Last week our team joined thousands of mortgage professionals at ICE Experience in Las Vegas. We tallied thousands of steps covering the impressive conference floor to participate in nearly a dozen sessions.
The infectious energy at ICE Experience made one thing certain—the mortgage industry is ready and excited for what’s ahead. As mortgage volume begins to slow, lenders are turning inward to assess their operations and opportunities for improvement. We observed 5 areas where lenders are focused in the year ahead.
Implementing automation as the market slows down
Over the past 2 years, mortgage lenders have been focused on keeping their head above water amid an unprecedented purchase and refinance boom. Now, as the market slows down—and lenders can no longer rely on skyhigh volume to drive revenue—the impact of margin compression is much more acute.
Lenders are focused on introducing more automation in 2022 to drive down costs and increase efficiency in the mortgage process. The primary driver of this shift is time and the fact that lenders will simply have more of it. In one ICE Experience session, attendees were polled about what had previously held them back from implementing automation. The biggest culprit was “time constraints.” As the market slows down, we’ll likely see this begin to shift.
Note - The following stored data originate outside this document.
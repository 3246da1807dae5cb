//! Upstream sources of per-block student view data.

use std::time::Duration;

use async_trait::async_trait;
use reqwest::Client;
use serde_json::Value;
use tracing::debug;
use url::Url;

use coursegraph_shared::{Block, BlockContent, CourseGraphError, Result};

/// User-Agent string for student view data requests.
const USER_AGENT: &str = concat!("coursegraph/", env!("CARGO_PKG_VERSION"));

/// Supplies the student view data of a single block.
///
/// Implementations are called concurrently from `collect`; a failure is
/// local to the block it was requested for.
#[async_trait]
pub trait StudentViewSource: Send + Sync {
    /// Human-readable source name for tracing.
    fn name(&self) -> &str;

    async fn student_view_data(&self, block: &Block) -> Result<Value>;
}

// ---------------------------------------------------------------------------
// Authored content
// ---------------------------------------------------------------------------

/// Derives student view data from the authored content of the export itself.
///
/// Video blocks render their renditions; generic blocks may carry a
/// pre-rendered `student_view_data` field. Anything else has no data.
#[derive(Debug, Clone, Copy, Default)]
pub struct AuthoredContentSource;

#[async_trait]
impl StudentViewSource for AuthoredContentSource {
    fn name(&self) -> &str {
        "authored"
    }

    async fn student_view_data(&self, block: &Block) -> Result<Value> {
        match &block.content {
            BlockContent::Video(video) => Ok(video.student_view_data()),
            BlockContent::Generic(generic) => generic
                .fields
                .get("student_view_data")
                .cloned()
                .ok_or_else(|| no_data(block)),
            BlockContent::Container(_) => Err(no_data(block)),
        }
    }
}

fn no_data(block: &Block) -> CourseGraphError {
    CourseGraphError::Source(format!("block {} has no student view data", block.key))
}

// ---------------------------------------------------------------------------
// HTTP
// ---------------------------------------------------------------------------

/// Fetches `GET {base}/blocks/{block_key}/student_view_data` as JSON.
pub struct HttpStudentViewSource {
    client: Client,
    base_url: Url,
}

impl HttpStudentViewSource {
    pub fn new(base_url: Url, timeout: Duration) -> Result<Self> {
        let client = Client::builder()
            .user_agent(USER_AGENT)
            .timeout(timeout)
            .build()
            .map_err(|e| CourseGraphError::Source(format!("failed to build HTTP client: {e}")))?;
        Ok(Self { client, base_url })
    }

    /// The key is pushed as one percent-encoded path segment.
    fn endpoint(&self, block: &Block) -> Result<Url> {
        let mut url = self.base_url.clone();
        url.path_segments_mut()
            .map_err(|()| {
                CourseGraphError::config(format!("source URL '{}' cannot hold a path", self.base_url))
            })?
            .pop_if_empty()
            .push("blocks")
            .push(&block.key.to_string())
            .push("student_view_data");
        Ok(url)
    }
}

#[async_trait]
impl StudentViewSource for HttpStudentViewSource {
    fn name(&self) -> &str {
        "http"
    }

    async fn student_view_data(&self, block: &Block) -> Result<Value> {
        let url = self.endpoint(block)?;
        debug!(%url, "fetching student view data");

        let response = self
            .client
            .get(url.clone())
            .send()
            .await
            .map_err(|e| CourseGraphError::Source(format!("{url}: {e}")))?;

        let status = response.status();
        if !status.is_success() {
            return Err(CourseGraphError::Source(format!("{url}: HTTP {status}")));
        }

        response
            .json::<Value>()
            .await
            .map_err(|e| CourseGraphError::Source(format!("{url}: invalid JSON: {e}")))
    }
}

#[cfg(test)]
mod tests {
    use super::*;
    use coursegraph_shared::{BlockKey, EncodedVideo, GenericBlock, VideoBlock};
    use serde_json::json;

    fn video_block() -> Block {
        let mut video = VideoBlock::default();
        video.encoded_videos.insert(
            "mp4".into(),
            EncodedVideo {
                url: "http://origin/a.mp4".into(),
                file_size: 0,
            },
        );
        Block::video(BlockKey::new("video", "a"), None, video)
    }

    #[tokio::test]
    async fn authored_source_renders_videos() {
        let data = AuthoredContentSource
            .student_view_data(&video_block())
            .await
            .expect("video data");
        assert_eq!(data["encoded_videos"]["mp4"]["url"], "http://origin/a.mp4");
    }

    #[tokio::test]
    async fn authored_source_generic_and_container() {
        let mut generic = GenericBlock::default();
        generic
            .fields
            .insert("student_view_data".into(), json!({"html": "<p>hi</p>"}));
        let block = Block::generic(BlockKey::new("html", "h"), None, generic);
        let data = AuthoredContentSource.student_view_data(&block).await.unwrap();
        assert_eq!(data["html"], "<p>hi</p>");

        let container = Block::container(BlockKey::new("chapter", "c"), None);
        let err = AuthoredContentSource
            .student_view_data(&container)
            .await
            .unwrap_err();
        assert!(err.is_block_local());
    }

    #[tokio::test]
    async fn http_source_fetches_json() {
        let server = wiremock::MockServer::start().await;
        wiremock::Mock::given(wiremock::matchers::method("GET"))
            .and(wiremock::matchers::path("/blocks/video@a/student_view_data"))
            .respond_with(
                wiremock::ResponseTemplate::new(200)
                    .set_body_json(json!({"encoded_videos": {"mp4": {"url": "http://origin/a.mp4"}}})),
            )
            .mount(&server)
            .await;

        let base = Url::parse(&server.uri()).unwrap();
        let source = HttpStudentViewSource::new(base, Duration::from_secs(5)).unwrap();
        let data = source.student_view_data(&video_block()).await.unwrap();
        assert_eq!(data["encoded_videos"]["mp4"]["url"], "http://origin/a.mp4");
    }

    #[tokio::test]
    async fn http_source_encodes_key_as_one_segment() {
        let server = wiremock::MockServer::start().await;
        wiremock::Mock::given(wiremock::matchers::method("GET"))
            .and(wiremock::matchers::path(
                "/api/blocks/video@a%2Fb%3Fc%23d/student_view_data",
            ))
            .respond_with(wiremock::ResponseTemplate::new(200).set_body_json(json!({"ok": true})))
            .expect(1)
            .mount(&server)
            .await;

        let base = Url::parse(&format!("{}/api/", server.uri())).unwrap();
        let source = HttpStudentViewSource::new(base, Duration::from_secs(5)).unwrap();
        let block = Block::container(BlockKey::new("video", "a/b?c#d"), None);
        let data = source.student_view_data(&block).await.unwrap();
        assert_eq!(data["ok"], true);
    }

    #[tokio::test]
    async fn http_source_reports_status_errors() {
        let server = wiremock::MockServer::start().await;
        wiremock::Mock::given(wiremock::matchers::method("GET"))
            .respond_with(wiremock::ResponseTemplate::new(404))
            .mount(&server)
            .await;

        let base = Url::parse(&server.uri()).unwrap();
        let source = HttpStudentViewSource::new(base, Duration::from_secs(5)).unwrap();
        let err = source.student_view_data(&video_block()).await.unwrap_err();
        assert!(err.to_string().contains("404"));
        assert!(err.is_block_local());
    }
}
Reprioritizing borrower experience in light of a purchase market
As the market shifts from low-touch refinance transactions to high-touch purchase transactions, lenders are zeroing in on borrower experience. For the borrower, a purchase transaction can feel like the lender is asking them to “hurry up and wait” when the process moves into title and closing. The closing process is often lengthy and lenders historically haven’t had insight into how the closing is progressing to effectively update the borrower. Lenders are looking into ways to better integrate with title vendors to enable more consistent and reliable communication with borrowers during the closing process.
Lenders are also examining data integration to improve the loan application and approval process for the consumer. Borrowers are often asked to submit the same piece of information multiple times or in different formats (e.g. a bank knows a borrower has a joint account with a spouse but still asks the borrower if they are single). Qualia’s recent Homebuyer Sentiment Index found that nearly one-quarter (24%) of borrowers were required to submit the same piece of information more than once during the mortgage process. Lender need to integrate the data they already have about their borrower into their process to create a more streamlined experience.
Optimizing title & closing as a path to combat margin compression
Another resonant theme related to automation is title and closing. This is an often overlooked aspect of mortgage operations due to the lack of control a lender has in the title process. Several sessions spoke to the immediate ROI of automating aspects of the title and closing process with title vendors.
Additionally, eClose—which has gained momentum over the years—is maturing with a greater number of lenders actually implementing technology and processes to make hybrid and fully-digital closings possible. Large lenders spoke to the benefits of eClose including faster funding, less collateral suspense rate, and overall efficiency.
Employee training & development—no longer just a nice-to-have
Employee experience and retention are more important than ever—especially in a competitive market where borrower experience matters. As one speaker put it, “your customer experience is never going to be better than your employee experience.”
The mortgage industry is intensely focused on training and development to not only improve employee sentiment, but also to bring in the next generation of talent. There is great potential for lenders to increase efficiency through effective training programs that teach staff the bigger picture so they understand how to leverage technology to its highest potential.
Getting back to the basics to win business
Related to a focus on training, lenders are also keen to “get back to the basics”—especially when it comes to winning new business. As overall volume slows down and refinances are replaced with purchases, loan officers will need to revert back to their strengths in leveraging relationships for new and repeat business. Loan officers and others who interface with borrowers are reframing their mindset away from efficiently managing high volume and toward ensuring quality service.
One fundamental aspect of delivering an optimal customer service is response times. Potential borrowers expect quick responses during every step of the process—even before a lender wins their business. For example, borrowers now expect a near immediate message from a loan officer acknowledging the receipt of their mortgage application. Automation is integral to meeting this expectation and winning new business—and the best of these automated tools won’t take loan officers out of the equation, but will enable them to create higher-touch consumer interactions. As one speaker explained, “technology won’t replace loan officers, but loan officers who don’t use technology will be replaced.”